*Work order*. Return each line below holding the string "PointerConfig".
Supplied data START
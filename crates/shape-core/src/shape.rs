//! Shape descriptors for the shapegen engine.
//!
//! This module defines `Shape`, the recursive description of "what kind of value
//! is wanted", and `ShapeKind`, the fieldless tag the catalog is keyed by.

use serde::{Deserialize, Deserializer, Serialize, Serializer};
use std::collections::HashMap;
use std::fmt;

/// Recursive shape descriptor.
///
/// Leaf shapes name a primitive type; composite shapes reference the shapes of
/// their parts. A pointer of depth N is N nested `Pointer` shapes.
///
/// # YAML Format
///
/// Leaf shapes can be specified as strings:
/// ```yaml
/// type: int64
/// type: string
/// ```
///
/// Composite shapes use object format:
/// ```yaml
/// type:
///   type: sequence
///   element: int32
/// type:
///   type: pointer
///   depth: 3
///   target: string
/// ```
#[derive(Debug, Clone, PartialEq)]
pub enum Shape {
    /// Boolean value
    Bool,

    /// 8-bit signed integer
    Int8,
    /// 16-bit signed integer
    Int16,
    /// 32-bit signed integer
    Int32,
    /// 64-bit signed integer
    Int64,

    /// 8-bit unsigned integer
    Uint8,
    /// 16-bit unsigned integer
    Uint16,
    /// 32-bit unsigned integer
    Uint32,
    /// 64-bit unsigned integer
    Uint64,

    /// 32-bit IEEE 754 floating point
    Float32,
    /// 64-bit IEEE 754 floating point
    Float64,

    /// Complex number with 32-bit parts
    Complex64,
    /// Complex number with 64-bit parts
    Complex128,

    /// UTF-8 string
    String,

    /// Variable-length sequence
    Sequence {
        /// Element shape
        element: Box<Shape>,
    },

    /// Fixed-length array
    Array {
        /// Number of elements
        length: usize,
        /// Element shape
        element: Box<Shape>,
    },

    /// Key-value mapping
    Map {
        /// Key shape
        key: Box<Shape>,
        /// Value shape
        value: Box<Shape>,
    },

    /// One level of indirection
    Pointer {
        /// Referent shape
        target: Box<Shape>,
    },

    /// Record with named fields
    Record {
        /// Fields in declaration order
        fields: Vec<RecordField>,
    },

    // Describable but never generated
    /// Callable
    Func,
    /// Channel/queue
    Chan,
    /// Dynamically typed "any" value
    Interface,
    /// Raw, untyped pointer
    UnsafePointer,
}

/// A named field of a record shape.
#[derive(Debug, Clone, PartialEq, Serialize, Deserialize)]
pub struct RecordField {
    /// Field name
    pub name: String,

    /// Field shape
    #[serde(rename = "type")]
    pub shape: Shape,
}

impl RecordField {
    /// Create a new record field.
    pub fn new(name: impl Into<String>, shape: Shape) -> Self {
        Self {
            name: name.into(),
            shape,
        }
    }
}

/// Kind tag of a shape, without the shapes of its parts.
#[derive(Debug, Clone, Copy, PartialEq, Eq, Hash, PartialOrd, Ord, Serialize, Deserialize)]
#[serde(rename_all = "snake_case")]
pub enum ShapeKind {
    Bool,
    Int8,
    Int16,
    Int32,
    Int64,
    Uint8,
    Uint16,
    Uint32,
    Uint64,
    Float32,
    Float64,
    Complex64,
    Complex128,
    String,
    Sequence,
    Array,
    Map,
    Pointer,
    Record,
    Func,
    Chan,
    Interface,
    UnsafePointer,
}

impl ShapeKind {
    /// Every kind, in declaration order.
    pub const ALL: [ShapeKind; 23] = [
        ShapeKind::Bool,
        ShapeKind::Int8,
        ShapeKind::Int16,
        ShapeKind::Int32,
        ShapeKind::Int64,
        ShapeKind::Uint8,
        ShapeKind::Uint16,
        ShapeKind::Uint32,
        ShapeKind::Uint64,
        ShapeKind::Float32,
        ShapeKind::Float64,
        ShapeKind::Complex64,
        ShapeKind::Complex128,
        ShapeKind::String,
        ShapeKind::Sequence,
        ShapeKind::Array,
        ShapeKind::Map,
        ShapeKind::Pointer,
        ShapeKind::Record,
        ShapeKind::Func,
        ShapeKind::Chan,
        ShapeKind::Interface,
        ShapeKind::UnsafePointer,
    ];

    /// The snake_case name used in YAML and in error messages.
    pub fn name(self) -> &'static str {
        match self {
            Self::Bool => "bool",
            Self::Int8 => "int8",
            Self::Int16 => "int16",
            Self::Int32 => "int32",
            Self::Int64 => "int64",
            Self::Uint8 => "uint8",
            Self::Uint16 => "uint16",
            Self::Uint32 => "uint32",
            Self::Uint64 => "uint64",
            Self::Float32 => "float32",
            Self::Float64 => "float64",
            Self::Complex64 => "complex64",
            Self::Complex128 => "complex128",
            Self::String => "string",
            Self::Sequence => "sequence",
            Self::Array => "array",
            Self::Map => "map",
            Self::Pointer => "pointer",
            Self::Record => "record",
            Self::Func => "func",
            Self::Chan => "chan",
            Self::Interface => "interface",
            Self::UnsafePointer => "unsafe_pointer",
        }
    }

    /// Whether any generator exists for this kind.
    pub fn is_supported(self) -> bool {
        !matches!(
            self,
            Self::Func | Self::Chan | Self::Interface | Self::UnsafePointer
        )
    }

    /// Whether this kind references the shapes of other parts.
    pub fn is_composite(self) -> bool {
        matches!(
            self,
            Self::Sequence | Self::Array | Self::Map | Self::Pointer | Self::Record
        )
    }

    /// Leaf shape for this kind, if it has no parts.
    pub fn leaf_shape(self) -> Option<Shape> {
        let shape = match self {
            Self::Bool => Shape::Bool,
            Self::Int8 => Shape::Int8,
            Self::Int16 => Shape::Int16,
            Self::Int32 => Shape::Int32,
            Self::Int64 => Shape::Int64,
            Self::Uint8 => Shape::Uint8,
            Self::Uint16 => Shape::Uint16,
            Self::Uint32 => Shape::Uint32,
            Self::Uint64 => Shape::Uint64,
            Self::Float32 => Shape::Float32,
            Self::Float64 => Shape::Float64,
            Self::Complex64 => Shape::Complex64,
            Self::Complex128 => Shape::Complex128,
            Self::String => Shape::String,
            Self::Func => Shape::Func,
            Self::Chan => Shape::Chan,
            Self::Interface => Shape::Interface,
            Self::UnsafePointer => Shape::UnsafePointer,
            Self::Sequence | Self::Array | Self::Map | Self::Pointer | Self::Record => {
                return None
            }
        };
        Some(shape)
    }

    fn from_name(name: &str) -> Option<Self> {
        Self::ALL.iter().copied().find(|kind| kind.name() == name)
    }
}
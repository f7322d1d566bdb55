//! Shape to generator dispatch.

use crate::generators::ValueGenerator;
use rand::Rng;
use shape_core::defaults;
use shape_core::{
    ArrayConfig, Catalog, FieldSpec, GeneratorConfig, MapConfig, PointerConfig, RecordConfig,
    SequenceConfig, Shape, ShapeKind, Value,
};

/// Error type for dispatch operations.
#[derive(Debug, Clone, PartialEq, Eq, thiserror::Error)]
pub enum DispatchError {
    /// No shape descriptor was supplied
    #[error("No shape descriptor supplied")]
    NilDescriptor,

    /// The shape, or a child the generator depends on, cannot be generated
    #[error("Unsupported kind: {0}")]
    UnsupportedKind(ShapeKind),
}

/// Selects and binds generator configurations for shapes.
///
/// The dispatcher owns its catalog; it is immutable once built and can be
/// shared between threads.
#[derive(Debug, Clone, Default)]
pub struct Dispatcher {
    catalog: Catalog,
}

impl Dispatcher {
    /// Create a dispatcher over the given catalog.
    pub fn new(catalog: Catalog) -> Self {
        Self { catalog }
    }

    /// Get the catalog.
    pub fn catalog(&self) -> &Catalog {
        &self.catalog
    }

    /// Select the generator configuration for a shape.
    ///
    /// The result is fully bound: every child generator the shape needs is
    /// present and leaf widths, array lengths, pointer depths and record
    /// field sets come from the shape.
    pub fn select(&self, shape: Option<&Shape>) -> Result<GeneratorConfig, DispatchError> {
        let shape = shape.ok_or(DispatchError::NilDescriptor)?;
        let config = self.resolve(shape)?;
        tracing::trace!(shape = %shape, family = config.family(), "selected generator");
        Ok(config)
    }

    /// Select a generator for `shape` and draw one value from it.
    ///
    /// `Ok(None)` means the bound configuration produced no value.
    pub fn generate<R: Rng>(
        &self,
        shape: &Shape,
        rng: &mut R,
    ) -> Result<Option<Value>, DispatchError> {
        let config = self.select(Some(shape))?;
        Ok(config.generate(rng))
    }

    /// Catalog entry usable for `kind`, if any.
    fn entry(&self, kind: ShapeKind) -> Option<&GeneratorConfig> {
        let config = self.catalog.get(kind)?;
        if !config.serves(kind) {
            tracing::warn!(
                kind = %kind,
                family = config.family(),
                "ignoring catalog entry of the wrong family"
            );
            return None;
        }
        if config.is_unset() {
            return None;
        }
        Some(config)
    }

    fn resolve(&self, shape: &Shape) -> Result<GeneratorConfig, DispatchError> {
        let kind = shape.kind();
        let mut config = match self.entry(kind) {
            Some(config) => config.clone(),
            None => {
                defaults::default_config(shape).ok_or(DispatchError::UnsupportedKind(kind))?
            }
        };
        config.set_width_for(kind);
        self.bind(&mut config, shape)?;
        Ok(config)
    }

    /// Fill unset children of a composite configuration from the shape.
    fn bind(&self, config: &mut GeneratorConfig, shape: &Shape) -> Result<(), DispatchError> {
        match (config, shape) {
            (GeneratorConfig::Sequence(sequence), Shape::Sequence { element }) => {
                self.bind_sequence(sequence, element)
            }
            (GeneratorConfig::Array(array), Shape::Array { length, element }) => {
                self.bind_array(array, *length, element)
            }
            (GeneratorConfig::Map(map), Shape::Map { key, value }) => {
                self.bind_map(map, key, value)
            }
            (GeneratorConfig::Pointer(pointer), Shape::Pointer { .. }) => {
                self.bind_pointer(pointer, shape)
            }
            (GeneratorConfig::Record(record), Shape::Record { fields }) => {
                record.fields.retain(|name, _| {
                    let declared = fields.iter().any(|field| field.name == *name);
                    if !declared {
                        tracing::debug!(field = %name, "dropping field missing from record shape");
                    }
                    declared
                });
                for field in fields {
                    self.bind_field(record, &field.name, &field.shape);
                }
                Ok(())
            }
            _ => Ok(()),
        }
    }

    fn bind_sequence(
        &self,
        config: &mut SequenceConfig,
        element: &Shape,
    ) -> Result<(), DispatchError> {
        self.bind_child(&mut config.element, element)
    }

    fn bind_array(
        &self,
        config: &mut ArrayConfig,
        length: usize,
        element: &Shape,
    ) -> Result<(), DispatchError> {
        config.length = i64::try_from(length).unwrap_or(i64::MAX);
        self.bind_child(&mut config.element, element)
    }

    fn bind_map(&self, config: &mut MapConfig, key: &Shape, value: &Shape) -> Result<(), DispatchError> {
        self.bind_child(&mut config.key, key)?;
        self.bind_child(&mut config.value, value)
    }

    fn bind_pointer(&self, config: &mut PointerConfig, shape: &Shape) -> Result<(), DispatchError> {
        // One generator produces the whole chain, so only the outer level can be nil
        let (depth, target) = shape.pointer_depth();
        config.depth = i64::try_from(depth).unwrap_or(i64::MAX);
        self.bind_child(&mut config.target, target)
    }

    /// Bind one record field to its declared shape.
    ///
    /// Fields whose shape cannot be generated keep their zero value instead of
    /// failing the whole record.
    fn bind_field(&self, config: &mut RecordConfig, name: &str, shape: &Shape) {
        let spec = match config.fields.remove(name) {
            Some(FieldSpec::Generator(mut generator)) => {
                self.bind_explicit(&mut generator, shape);
                FieldSpec::Typed {
                    shape: shape.clone(),
                    generator,
                }
            }
            Some(FieldSpec::Typed { mut generator, .. }) => {
                self.bind_explicit(&mut generator, shape);
                FieldSpec::Typed {
                    shape: shape.clone(),
                    generator,
                }
            }
            Some(FieldSpec::Shape(_)) => FieldSpec::Shape(shape.clone()),
            None => match self.resolve(shape) {
                Ok(generator) => FieldSpec::Typed {
                    shape: shape.clone(),
                    generator,
                },
                Err(err) => {
                    tracing::debug!(field = name, error = %err, "record field left at zero value");
                    FieldSpec::Shape(shape.clone())
                }
            },
        };
        config.fields.insert(name.to_string(), spec);
    }

    /// Resolve an unset child from its shape, or bind an explicit one.
    fn bind_child(
        &self,
        child: &mut Option<Box<GeneratorConfig>>,
        shape: &Shape,
    ) -> Result<(), DispatchError> {
        match child {
            Some(config) if !config.is_unset() => {
                self.bind_explicit(config, shape);
                Ok(())
            }
            _ => {
                *child = Some(Box::new(self.resolve(shape)?));
                Ok(())
            }
        }
    }

    /// Fill the missing parts of an explicitly configured child.
    ///
    /// Explicit children of another family are used as given.
    fn bind_explicit(&self, config: &mut GeneratorConfig, shape: &Shape) {
        if !config.serves(shape.kind()) {
            return;
        }
        if let Err(err) = self.bind(config, shape) {
            tracing::debug!(shape = %shape, error = %err, "explicit generator left partially bound");
        }
    }
}
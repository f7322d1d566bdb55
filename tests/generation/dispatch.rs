//! Dispatch behaviour through the engine.

use crate::{assert_conforms, init_tracing, SEED};
use rand::rngs::StdRng;
use rand::SeedableRng;
use shapegen::{
    Catalog, DispatchError, Dispatcher, Engine, GeneratorConfig, IntConfig, Shape, ShapeKind,
    Value,
};

#[test]
fn test_select_is_idempotent() {
    init_tracing();
    let engine = Engine::from_catalog_file("tests/fixtures/catalog.yaml").unwrap();
    let shape = Shape::map(Shape::String, Shape::sequence(Shape::pointer(Shape::Int64, 2)));

    let first = engine.select(&shape).unwrap();
    let second = engine.select(&shape).unwrap();
    assert_eq!(first, second);
    assert_eq!(first.shape(), shape);
}

#[test]
fn test_nil_descriptor() {
    let dispatcher = Dispatcher::default();
    assert_eq!(dispatcher.select(None), Err(DispatchError::NilDescriptor));
}

#[test]
fn test_unsupported_kind() {
    init_tracing();
    let engine = Engine::with_defaults();
    let mut rng = StdRng::seed_from_u64(SEED);

    assert_eq!(
        engine.generate(&Shape::Chan, &mut rng),
        Err(DispatchError::UnsupportedKind(ShapeKind::Chan))
    );
    assert_eq!(
        engine.generate(&Shape::array(2, Shape::Interface), &mut rng),
        Err(DispatchError::UnsupportedKind(ShapeKind::Interface))
    );
    assert_eq!(
        DispatchError::UnsupportedKind(ShapeKind::UnsafePointer).to_string(),
        "Unsupported kind: unsafe_pointer"
    );
}

#[test]
fn test_unset_entry_falls_back_to_default() {
    init_tracing();
    let catalog = Catalog::new().with(ShapeKind::Int16, IntConfig::default());
    let engine = Engine::new(catalog);

    let Ok(GeneratorConfig::Int(config)) = engine.select(&Shape::Int16) else {
        panic!("Expected int config");
    };
    assert_eq!((config.min, config.max), (-32_768, 32_767));
}

#[test]
fn test_fixture_catalog_applies_to_nested_shapes() {
    init_tracing();
    let engine = Engine::from_catalog_file("tests/fixtures/catalog.yaml").unwrap();
    let shape = Shape::sequence(Shape::record([("n", Shape::Int64), ("s", Shape::String)]));
    let mut rng = StdRng::seed_from_u64(SEED);

    for _ in 0..200 {
        let value = engine.generate(&shape, &mut rng).unwrap().unwrap();
        assert_conforms(&value, &shape);

        let items = value.as_slice().unwrap();
        assert!((1..=3).contains(&items.len()));
        for item in items {
            let record = item.as_record().unwrap();
            assert!(matches!(record.get("n"), Some(Value::Int64(1..=100))));
            let s = record.get("s").and_then(Value::as_str).unwrap();
            assert!(s.starts_with("id-"));
        }
    }
}

#[test]
fn test_deterministic_with_same_seed() {
    let engine = Engine::with_defaults();
    let shape = Shape::record([
        ("a", Shape::sequence(Shape::String)),
        ("b", Shape::map(Shape::Int8, Shape::Float64)),
    ]);

    let mut rng1 = StdRng::seed_from_u64(SEED);
    let mut rng2 = StdRng::seed_from_u64(SEED);
    for _ in 0..50 {
        assert_eq!(
            engine.generate(&shape, &mut rng1),
            engine.generate(&shape, &mut rng2)
        );
    }
}
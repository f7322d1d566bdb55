//! Individual value generators for each generator family.
//!
//! This module provides the generation logic for each kind of value based on
//! the generator configuration. Leaf generators always produce a value
//! (possibly the zero value); composite generators produce `None` when a
//! required sub-generator is missing or their size is degenerate.

pub mod boolean;
pub mod mapping;
pub mod numeric;
pub mod pointer;
pub mod record;
pub mod sequence;
pub mod string;

use rand::Rng;
use shape_core::{GeneratorConfig, Shape, Value};

/// Trait for generating values.
pub trait ValueGenerator {
    /// Generate one value using the given RNG, or `None` when the configuration
    /// cannot produce one.
    fn generate<R: Rng>(&self, rng: &mut R) -> Option<Value>;

    /// Shape of the values this generator produces.
    fn shape(&self) -> Shape;

    /// Generate one value, substituting the zero value of [`ValueGenerator::shape`]
    /// when the generator produces nothing.
    fn generate_or_zero<R: Rng>(&self, rng: &mut R) -> Value {
        self.generate(rng)
            .unwrap_or_else(|| Value::zero_of(&self.shape()))
    }
}

impl ValueGenerator for GeneratorConfig {
    fn generate<R: Rng>(&self, rng: &mut R) -> Option<Value> {
        match self {
            GeneratorConfig::Int(config) => Some(numeric::generate_int(rng, config)),

            GeneratorConfig::Uint(config) => Some(numeric::generate_uint(rng, config)),

            GeneratorConfig::Float(config) => Some(numeric::generate_float(rng, config)),

            GeneratorConfig::Complex(config) => Some(numeric::generate_complex(rng, config)),

            GeneratorConfig::String(config) => Some(string::generate_string(rng, config)),

            GeneratorConfig::Bool(config) => Some(boolean::generate_bool(rng, config)),

            GeneratorConfig::Sequence(config) => sequence::generate_sequence(rng, config),

            GeneratorConfig::Array(config) => sequence::generate_array(rng, config),

            GeneratorConfig::Map(config) => mapping::generate_map(rng, config),

            GeneratorConfig::Pointer(config) => pointer::generate_pointer(rng, config),

            GeneratorConfig::Record(config) => record::generate_record(rng, config),
        }
    }

    fn shape(&self) -> Shape {
        GeneratorConfig::shape(self)
    }
}

/// Pick a length uniformly from `[min, max]` after clamping `min` into `[0, max]`.
///
/// `max` must not be negative.
pub(crate) fn pick_length<R: Rng>(rng: &mut R, min: i64, max: i64) -> usize {
    let max = max.max(0);
    let min = min.clamp(0, max);
    usize::try_from(rng.gen_range(min..=max)).unwrap_or(0)
}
Supplied data END
*Task output*.
    ArrayConfig, Catalog, FieldSpec, GeneratorConfig, MapConfig, PointerConfig, RecordConfig,
    fn bind_pointer(&self, config: &mut PointerConfig, shape: &Shape) -> Result<(), DispatchError> {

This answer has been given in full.